Si la vie politique est pleine de contradictions, la vie médiatique, elle, est pleine de disproportions. Pendant que l’affaire Cahuzac (qui n’a pas encore été jugée) est inévitablement présentée comme un « séisme politique », voire un « cataclysme institutionnel », c’est avec une relative pudeur que les médias ont annoncé une perquisition chez Patrick Buisson, proche de Nicolas Sarkozy, dans le cadre de l’affaire des sondages de l’Elysée. Là, point de superlatifs, point de titres en Une, point d’éditions spéciales, point d’images sorties tout droit d’un cours de tectonique des plaques.
Je ne vais cependant pas déroger à la règle : cette affaire suit son cours. On verra si elle aboutit un jour à des mises en examen et à des condamnations pénales. On verra bien si commander des centaines de sondages, sans appel d’offres préalable, à une société dirigée par un proche de Nicolas Sarkozy était de la saine gestion des finances publiques. En attendant que l’on sache un jour la vérité dans ce dossier, je voudrais simplement ici rappeler que cette affaire des sondages de l’Elysée a connu un long parcours judiciaire, marquée notamment par un classement sans suite du parquet de Paris en 2010 et par un arrêt de la chambre de l’instruction de la Cour d’appel de Paris en 2011 qui a été in fine cassé et annulé par la Cour de cassation. A cette époque, on s’est notamment interrogé sur l’action du procureur Jean-Claude Marin, politiquement proche de Nicolas Sarkozy, et sur sa conception très extensive de l’immunité présidentielle appliquée aux actes effectués au nom du président de la République par ses collaborateurs.
Ne nous leurrons pas : si Nicolas Sarkozy avait été réélu en 2012, l’affaire des sondages de l’Elysée aurait été purement et simplement enterrée et ce malgré la nouvelle plainte d’un militant écologiste grenoblois, Raymond Avrillie. Ce dernier a obtenu en février 2012 la permission de consulter tous les sondages commandés par l’Elysée entre 2007 et 2010. En recoupant les factures, il a pu ainsi estimer la dépense à 9,4 millions d’euros (soit environ 300 sondages commandés en cinq ans). En octobre 2012, une ultime plainte a été déposée. Elle a été jugée recevable par le parquet. Entre temps, François Hollande a été élu président de la République, ce qui a certainement incité le parquet à faire preuve d’une meilleure disponibilité d’esprit pour examiner la plainte un peu plus sereinement.
Loin de moi l’idée de minorer l’affaire Cahuzac par le rappel d’une autre affaire touchant cette fois-ci la droite. Pourtant cette affaire n’est pas non plus anodine. Là, il ne s’agit pas de quelques centaines de milliers d’euros non déclarés sur un compte en Suisse par un ancien ministre menteur et de surcroît mauvais contribuable, mais de plusieurs millions d’euros d’argent public inutilement gaspillés dans l’industrie sondagière qui, depuis l’origine, a élevé les extrapolations et les approximations chiffrées au rang de business particulièrement lucratif.
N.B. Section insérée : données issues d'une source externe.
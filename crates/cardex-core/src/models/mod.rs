//! Data models for extracted records and configuration.

pub mod config;
pub mod record;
Cahuzac a pris quelques libertés coupables avec de l’argent qui lui appartenait pour se soustraire à ses obligations fiscales (ce qui est impardonnable pour un ancien ministre du budget), quand certains au plus haut niveau de l’Etat en ont semble-t-il pris d’autres avec de l’argent des contribuables. Cahuzac a parait-il ouvert un compte en 1992 alors qu’il n’était pas encore entré dans la vie politique (ce qui a posteriori n’est pas un motif d’excuse quand on sait les responsabilités qu’il a eues par la suite) tandis que ceux qui ont commandé les sondages de l’Elysée y étaient en plein dedans et au plus haut niveau. Et encore ! j’aurai aussi la charité de ne pas m’appesantir outre mesure sur la tentative de dépénalisation du droit des affaires entreprise sous la majorité précédente parce qu’il s’agissait d’une promesse électorale de Nicolas Sarkozy.
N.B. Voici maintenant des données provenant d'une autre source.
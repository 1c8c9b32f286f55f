//! Street address extraction.

use super::patterns::ADDRESS;
use super::{ExtractionMatch, FieldExtractor};

/// Street address extractor.
///
/// Matches a leading number followed eventually by a street-type keyword
/// (street, ave, rd, blvd, ...) on the same line.
pub struct AddressExtractor;

impl AddressExtractor {
    pub fn new() -> Self {
        Self
    }
}

impl Default for AddressExtractor {
    fn default() -> Self {
        Self::new()
    }
}

impl FieldExtractor for AddressExtractor {
    type Output = ExtractionMatch<String>;

    fn extract(&self, text: &str) -> Option<Self::Output> {
        self.extract_all(text).into_iter().next()
    }

    fn extract_all(&self, text: &str) -> Vec<Self::Output> {
        ADDRESS
            .find_iter(text)
            .map(|m| {
                ExtractionMatch::new(m.as_str().trim().to_string(), m.as_str())
                    .with_position(m.start(), m.end())
            })
            .collect()
    }
}

/// Extract the first address-shaped span from text, trimmed.
pub fn extract_address(text: &str) -> Option<String> {
    AddressExtractor::new().extract(text).map(|m| m.value)
}
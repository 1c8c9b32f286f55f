//! CLI application for business-card OCR text processing.

mod commands;

use clap::{Parser, Subcommand};
use tracing::Level;
use tracing_subscriber::FmtSubscriber;

use commands::{batch, config, extract};

/// Extract structured contact records from business-card OCR text
#[derive(Parser)]
#[command(name = "cardex")]
#[command(author, version, about, long_about = None)]
struct Cli {
    /// Enable verbose output
    #[arg(short, long, action = clap::ArgAction::Count)]
    verbose: u8,

    /// Path to config file
    #[arg(short, long, global = true)]
    config: Option<String>,

    #[command(subcommand)]
    command: Commands,
}

#[derive(Subcommand)]
enum Commands {
    /// Extract a record from a single OCR text file
    Extract(extract::ExtractArgs),

    /// Extract records from multiple OCR text files
    Batch(batch::BatchArgs),

    /// Manage configuration
    Config(config::ConfigArgs),
}

fn main() -> anyhow::Result<()> {
    let cli = Cli::parse();

    // Set up logging based on verbosity
    let level = match cli.verbose {
        0 => Level::WARN,
        1 => Level::INFO,
        2 => Level::DEBUG,
        _ => Level::TRACE,
    };

    let subscriber = FmtSubscriber::builder()
        .with_max_level(level)
        .with_target(false)
        .finish();

    tracing::subscriber::set_global_default(subscriber)?;

    // Execute command
    match cli.command {
        Commands::Extract(args) => extract::run(args, cli.config.as_deref()),
        Commands::Batch(args) => batch::run(args, cli.config.as_deref()),
        Commands::Config(args) => config::run(args),
    }
}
Nous sommes en 2013. François Hollande est président de la République depuis dix mois et il est important de rappeler que malgré cette élection, Cahuzac n’a pas eu droit à la bienveillante sollicitude du parquet de Paris qui s’est en revanche exprimée non seulement à l’égard Nicolas Sarkozy (ce qui est normal car il bénéficiait à cette époque de son immunité présidentielle) mais aussi à l’égard de ses proches collaborateurs (ce qui l’est beaucoup moins dans la mesure où l’immunité présidentielle participe du statut pénal personnel du chef de l’Etat qui ne devrait pas s’appliquer par principe à ses collaborateurs). Oui, il est effectivement important de le rappeler afin de souligner que la Justice semble avoir de nouveau le champ libre pour ressortir les vieux dossiers. C’est en tout cas l’un des changements les plus significatifs de ce début de quinquennat. On ne peut pour l’instant que s’en féliciter.